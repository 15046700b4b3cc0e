//! Graph Store - a schema-driven graph object store
//!
//! Typed objects and named directed edges are validated against a declarative
//! per-type schema, unique field values are reserved across objects, and every
//! accepted mutation is recorded as an ordered change event that is persisted
//! and then published to an optional queue.
//!
//! The same service runs on interchangeable storage backends (in-memory and
//! SQLite) with identical observable behaviour.
#![warn(missing_docs)]

// Core foundational modules
pub mod core;
pub mod schema;

// Main functional modules
pub mod api;
pub mod graph;
pub mod storage;
pub mod system;

// Re-export commonly used items for convenience
pub use crate::core::{Config, GraphError, Result};
pub use graph::GraphService;
pub use schema::SchemaRegistry;

use crate::core::config::LoggingConfig;
use tracing_subscriber::EnvFilter;

/// Crate version information
pub const VERSION: &str = env!("CARGO_PKG_VERSION");
/// Crate name
pub const NAME: &str = env!("CARGO_PKG_NAME");

/// Initialize tracing and metrics.
///
/// `RUST_LOG` takes precedence over the configured level. Calling this twice
/// is harmless; the second subscriber is ignored.
pub fn init(logging: &LoggingConfig) -> Result<()> {
    init_logging(logging);
    tracing::info!("Initializing {} v{}", NAME, VERSION);
    system::metrics::init_registry();
    Ok(())
}

/// Install the global tracing subscriber
pub fn init_logging(logging: &LoggingConfig) {
    let filter = EnvFilter::try_from_default_env().unwrap_or_else(|_| EnvFilter::new(&logging.level));
    let builder = tracing_subscriber::fmt().with_env_filter(filter);

    let _ = match logging.format.as_str() {
        "json" => builder.json().try_init(),
        "compact" => builder.compact().try_init(),
        _ => builder.pretty().try_init(),
    };
}
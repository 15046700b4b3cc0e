//! SQLite storage backend
//!
//! Documents and events are stored as JSON text. Edge listings are ordered by
//! `sort_value DESC, dst DESC` and paginated by zero-based offset: cursor `n` names the
//! n-th edge of the listing, and a listing resumes at offset `n + 1`.
//!
//! `rusqlite` is blocking, so every call runs on the blocking thread pool with
//! the single connection behind a mutex.

use crate::core::types::{EdgeRecord, EventRecord, Fields};
use crate::storage::{merge_document, GraphStorage, PageCursors, StorageError, StorageResult};
use async_trait::async_trait;
use parking_lot::Mutex;
use rusqlite::{params, Connection, OptionalExtension};
use std::path::Path;
use std::sync::Arc;
use std::time::Duration;

const TABLES: [&str; 4] = ["objects", "edges", "events", "unique_keys"];

const SCHEMA: &str = r#"
CREATE TABLE IF NOT EXISTS objects (
    id          TEXT PRIMARY KEY,
    object_type TEXT NOT NULL,
    doc         TEXT NOT NULL
);

CREATE TABLE IF NOT EXISTS edges (
    src        TEXT NOT NULL,
    name       TEXT NOT NULL,
    dst        TEXT NOT NULL,
    sort_value TEXT NOT NULL,
    PRIMARY KEY (src, name, dst)
);

CREATE INDEX IF NOT EXISTS edges_sorting ON edges (src, name, sort_value, dst);

CREATE TABLE IF NOT EXISTS events (
    id         TEXT PRIMARY KEY,
    created_at INTEGER NOT NULL,
    body       TEXT NOT NULL
);

CREATE TABLE IF NOT EXISTS unique_keys (
    key TEXT PRIMARY KEY
);
"#;

/// SQLite backend
#[derive(Clone)]
pub struct SqliteStore {
    conn: Arc<Mutex<Connection>>,
}

impl std::fmt::Debug for SqliteStore {
    fn fmt(&self, f: &mut std::fmt::Formatter<'_>) -> std::fmt::Result {
        f.debug_struct("SqliteStore").finish_non_exhaustive()
    }
}

impl SqliteStore {
    /// Open (or create) a database file
    pub fn open(path: impl AsRef<Path>) -> StorageResult<Self> {
        let path = path.as_ref();
        if let Some(parent) = path.parent().filter(|p| !p.as_os_str().is_empty()) {
            std::fs::create_dir_all(parent)
                .map_err(|e| StorageError::Task(format!("cannot create {}: {}", parent.display(), e)))?;
        }

        let conn = Connection::open(path)?;
        conn.pragma_update_and_check(None, "journal_mode", "WAL", |_| Ok(()))?;
        conn.busy_timeout(Duration::from_secs(5))?;
        tracing::info!(path = %path.display(), "Opened SQLite storage");
        Ok(Self::from_connection(conn))
    }

    /// Open a private in-memory database
    pub fn open_in_memory() -> StorageResult<Self> {
        Ok(Self::from_connection(Connection::open_in_memory()?))
    }

    fn from_connection(conn: Connection) -> Self {
        Self {
            conn: Arc::new(Mutex::new(conn)),
        }
    }

    async fn run<T, F>(&self, f: F) -> StorageResult<T>
    where
        F: FnOnce(&mut Connection) -> StorageResult<T> + Send + 'static,
        T: Send + 'static,
    {
        let conn = self.conn.clone();
        tokio::task::spawn_blocking(move || {
            let mut guard = conn.lock();
            f(&mut guard)
        })
        .await
        .map_err(|e| StorageError::Task(e.to_string()))?
    }
}

/// Offset a listing resumes at; `None` for a cursor that is not a number
fn resume_offset(after: Option<&str>) -> Option<i64> {
    match after {
        None => Some(0),
        Some(cursor) => cursor.trim().parse::<i64>().ok().map(|n| n.saturating_add(1).max(0)),
    }
}

fn parse_doc(text: &str) -> StorageResult<Fields> {
    match serde_json::from_str(text)? {
        serde_json::Value::Object(doc) => Ok(doc),
        _ => Err(StorageError::Corrupt("object document is not a JSON object".to_string())),
    }
}

#[async_trait]
impl GraphStorage for SqliteStore {
    async fn init(&self) -> StorageResult<()> {
        self.run(|conn| {
            conn.execute_batch(SCHEMA)?;
            Ok(())
        })
        .await?;
        tracing::info!("SQLite schema initialised");
        Ok(())
    }

    async fn check_db(&self) -> StorageResult<()> {
        self.run(|conn| {
            let mut stmt = conn.prepare("SELECT 1 FROM sqlite_master WHERE type = 'table' AND name = ?1")?;
            for table in TABLES {
                if !stmt.exists(params![table])? {
                    return Err(StorageError::SchemaMissing(format!("table '{}' not found", table)));
                }
            }
            Ok(())
        })
        .await
    }

    async fn get_object(&self, id: &str) -> StorageResult<Option<Fields>> {
        let id = id.to_string();
        self.run(move |conn| {
            let text: Option<String> = conn
                .query_row("SELECT doc FROM objects WHERE id = ?1", params![id], |row| row.get(0))
                .optional()?;
            text.as_deref().map(parse_doc).transpose()
        })
        .await
    }

    async fn create_object(&self, doc: &Fields) -> StorageResult<()> {
        let field = |key: &str| {
            doc.get(key)
                .and_then(|v| v.as_str())
                .map(str::to_string)
                .ok_or_else(|| StorageError::Corrupt(format!("object document without {}", key)))
        };
        let id = field("id")?;
        let object_type = field("object_type")?;
        let text = serde_json::to_string(doc)?;

        self.run(move |conn| {
            let inserted = conn.execute(
                "INSERT OR IGNORE INTO objects (id, object_type, doc) VALUES (?1, ?2, ?3)",
                params![id, object_type, text],
            )?;
            if inserted == 0 {
                return Err(StorageError::AlreadyExists(id));
            }
            Ok(())
        })
        .await
    }

    async fn update_object(&self, id: &str, delta: &Fields, delete_fields: &[String]) -> StorageResult<()> {
        let id = id.to_string();
        let delta = delta.clone();
        let delete_fields = delete_fields.to_vec();

        self.run(move |conn| {
            let tx = conn.transaction()?;
            let text: Option<String> = tx
                .query_row("SELECT doc FROM objects WHERE id = ?1", params![id], |row| row.get(0))
                .optional()?;
            if let Some(text) = text {
                let mut doc = parse_doc(&text)?;
                merge_document(&mut doc, &delta, &delete_fields);
                tx.execute(
                    "UPDATE objects SET doc = ?2 WHERE id = ?1",
                    params![id, serde_json::to_string(&doc)?],
                )?;
            }
            tx.commit()?;
            Ok(())
        })
        .await
    }

    async fn delete_object(&self, id: &str) -> StorageResult<()> {
        let id = id.to_string();
        self.run(move |conn| {
            conn.execute("DELETE FROM objects WHERE id = ?1", params![id])?;
            Ok(())
        })
        .await
    }

    async fn get_edge(&self, src: &str, name: &str, dst: &str) -> StorageResult<Option<EdgeRecord>> {
        let (src, name, dst) = (src.to_string(), name.to_string(), dst.to_string());
        self.run(move |conn| {
            let sort_value: Option<String> = conn
                .query_row(
                    "SELECT sort_value FROM edges WHERE src = ?1 AND name = ?2 AND dst = ?3",
                    params![src, name, dst],
                    |row| row.get(0),
                )
                .optional()?;
            Ok(sort_value.map(|sort_value| EdgeRecord {
                src,
                edge_name: name,
                dst,
                sort_value,
            }))
        })
        .await
    }

    async fn create_edge(&self, edge: &EdgeRecord) -> StorageResult<()> {
        let edge = edge.clone();
        self.run(move |conn| {
            let inserted = conn.execute(
                "INSERT OR IGNORE INTO edges (src, name, dst, sort_value) VALUES (?1, ?2, ?3, ?4)",
                params![edge.src, edge.edge_name, edge.dst, edge.sort_value],
            )?;
            if inserted == 0 {
                return Err(StorageError::AlreadyExists(format!(
                    "{}/{}/{}",
                    edge.src, edge.edge_name, edge.dst
                )));
            }
            Ok(())
        })
        .await
    }

    async fn delete_edge(&self, src: &str, name: &str, dst: &str) -> StorageResult<()> {
        let (src, name, dst) = (src.to_string(), name.to_string(), dst.to_string());
        self.run(move |conn| {
            conn.execute(
                "DELETE FROM edges WHERE src = ?1 AND name = ?2 AND dst = ?3",
                params![src, name, dst],
            )?;
            Ok(())
        })
        .await
    }

    async fn get_edges(&self, src: &str, name: &str, count: usize, after: Option<&str>) -> StorageResult<Vec<String>> {
        let Some(offset) = resume_offset(after) else {
            tracing::debug!(src, name, cursor = ?after, "Non-numeric edge cursor");
            return Ok(Vec::new());
        };
        let (src, name) = (src.to_string(), name.to_string());
        let limit = i64::try_from(count).unwrap_or(i64::MAX);

        self.run(move |conn| {
            let mut stmt = conn.prepare_cached(
                "SELECT dst FROM edges WHERE src = ?1 AND name = ?2 \
                 ORDER BY sort_value DESC, dst DESC LIMIT ?3 OFFSET ?4",
            )?;
            let rows = stmt.query_map(params![src, name, limit, offset], |row| row.get::<_, String>(0))?;
            let dsts = rows.collect::<Result<Vec<_>, _>>()?;
            Ok(dsts)
        })
        .await
    }

    async fn get_edge_count(&self, src: &str, name: &str) -> StorageResult<u64> {
        let (src, name) = (src.to_string(), name.to_string());
        self.run(move |conn| {
            let count: i64 = conn.query_row(
                "SELECT COUNT(*) FROM edges WHERE src = ?1 AND name = ?2",
                params![src, name],
                |row| row.get(0),
            )?;
            Ok(count.max(0) as u64)
        })
        .await
    }

    fn first_and_last_params(&self, page: &[String], after: Option<&str>) -> PageCursors {
        if page.is_empty() {
            return PageCursors::default();
        }
        let first = resume_offset(after).unwrap_or(0);
        let last = first + page.len() as i64 - 1;
        PageCursors {
            first: Some(first.to_string()),
            last: Some(last.to_string()),
        }
    }

    async fn save_event(&self, event: &EventRecord) -> StorageResult<()> {
        let id = event.id.clone();
        let created_at = event.created_at;
        let body = serde_json::to_string(event)?;
        self.run(move |conn| {
            let inserted = conn.execute(
                "INSERT OR IGNORE INTO events (id, created_at, body) VALUES (?1, ?2, ?3)",
                params![id, created_at, body],
            )?;
            if inserted == 0 {
                return Err(StorageError::AlreadyExists(id));
            }
            Ok(())
        })
        .await
    }

    async fn get_event(&self, id: &str) -> StorageResult<Option<EventRecord>> {
        let id = id.to_string();
        self.run(move |conn| {
            let body: Option<String> = conn
                .query_row("SELECT body FROM events WHERE id = ?1", params![id], |row| row.get(0))
                .optional()?;
            Ok(body.map(|body| serde_json::from_str(&body)).transpose()?)
        })
        .await
    }

    async fn add_unique(&self, key: &str) -> StorageResult<()> {
        let key = key.to_string();
        self.run(move |conn| {
            let inserted = conn.execute("INSERT OR IGNORE INTO unique_keys (key) VALUES (?1)", params![key])?;
            if inserted == 0 {
                return Err(StorageError::AlreadyReserved(key));
            }
            Ok(())
        })
        .await
    }

    async fn remove_unique(&self, key: &str) -> StorageResult<()> {
        let key = key.to_string();
        self.run(move |conn| {
            conn.execute("DELETE FROM unique_keys WHERE key = ?1", params![key])?;
            Ok(())
        })
        .await
    }
}

#[cfg(test)]
mod tests {
    use super::*;
    use crate::storage::contract;

    async fn store() -> SqliteStore {
        let store = SqliteStore::open_in_memory().unwrap();
        store.init().await.unwrap();
        store
    }

    #[tokio::test]
    async fn test_check_db_requires_init() {
        let store = SqliteStore::open_in_memory().unwrap();
        assert!(matches!(store.check_db().await, Err(StorageError::SchemaMissing(_))));
        store.init().await.unwrap();
        store.init().await.unwrap();
        assert!(store.check_db().await.is_ok());
    }

    #[tokio::test]
    async fn test_object_contract() {
        contract::objects(&store().await).await;
    }

    #[tokio::test]
    async fn test_edge_contract() {
        contract::edges(&store().await).await;
    }

    #[tokio::test]
    async fn test_unique_contract() {
        contract::unique_keys(&store().await).await;
    }

    #[tokio::test]
    async fn test_event_contract() {
        contract::events(&store().await).await;
    }

    #[tokio::test]
    async fn test_offset_cursors() {
        let store = store().await;
        contract::edges(&store).await;

        assert!(store.get_edges("src", "friends", 10, Some("abc")).await.unwrap().is_empty());
        assert_eq!(store.get_edges("src", "friends", 10, Some("-5")).await.unwrap().len(), 4);

        let page = vec!["x".to_string(), "y".to_string()];
        let cursors = store.first_and_last_params(&page, Some("4"));
        assert_eq!(cursors.first.as_deref(), Some("5"));
        assert_eq!(cursors.last.as_deref(), Some("6"));
    }

    #[tokio::test]
    async fn test_file_database_persists() {
        let dir = tempfile::tempdir().unwrap();
        let path = dir.path().join("nested").join("graph.db");
        {
            let store = SqliteStore::open(&path).unwrap();
            store.init().await.unwrap();
            store.add_unique("user-email-a").await.unwrap();
        }
        let store = SqliteStore::open(&path).unwrap();
        assert!(store.check_db().await.is_ok());
        assert!(matches!(
            store.add_unique("user-email-a").await,
            Err(StorageError::AlreadyReserved(_))
        ));
    }
}
//! Storage factory for creating storage implementations based on configuration

use crate::core::config::{StorageConfig, StorageType};
use crate::storage::{GraphStorage, MemStore, SqliteStore, StorageResult};
use std::sync::Arc;

/// Storage handle shared by the service and the HTTP layer
pub type SharedStorage = Arc<dyn GraphStorage>;

/// Create a storage implementation based on configuration
pub fn create_storage(config: &StorageConfig) -> StorageResult<SharedStorage> {
    match config.storage_type {
        StorageType::Memory => {
            tracing::info!("Using in-memory storage");
            Ok(Arc::new(MemStore::new()))
        }
        StorageType::Sqlite => {
            let store = SqliteStore::open(&config.sqlite_path)?;
            Ok(Arc::new(store))
        }
    }
}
-------
» **Exercise instructions**
Reply with the number of lines in the preceding entries that contain "stmt", and no other words.

» **Worked solution**
4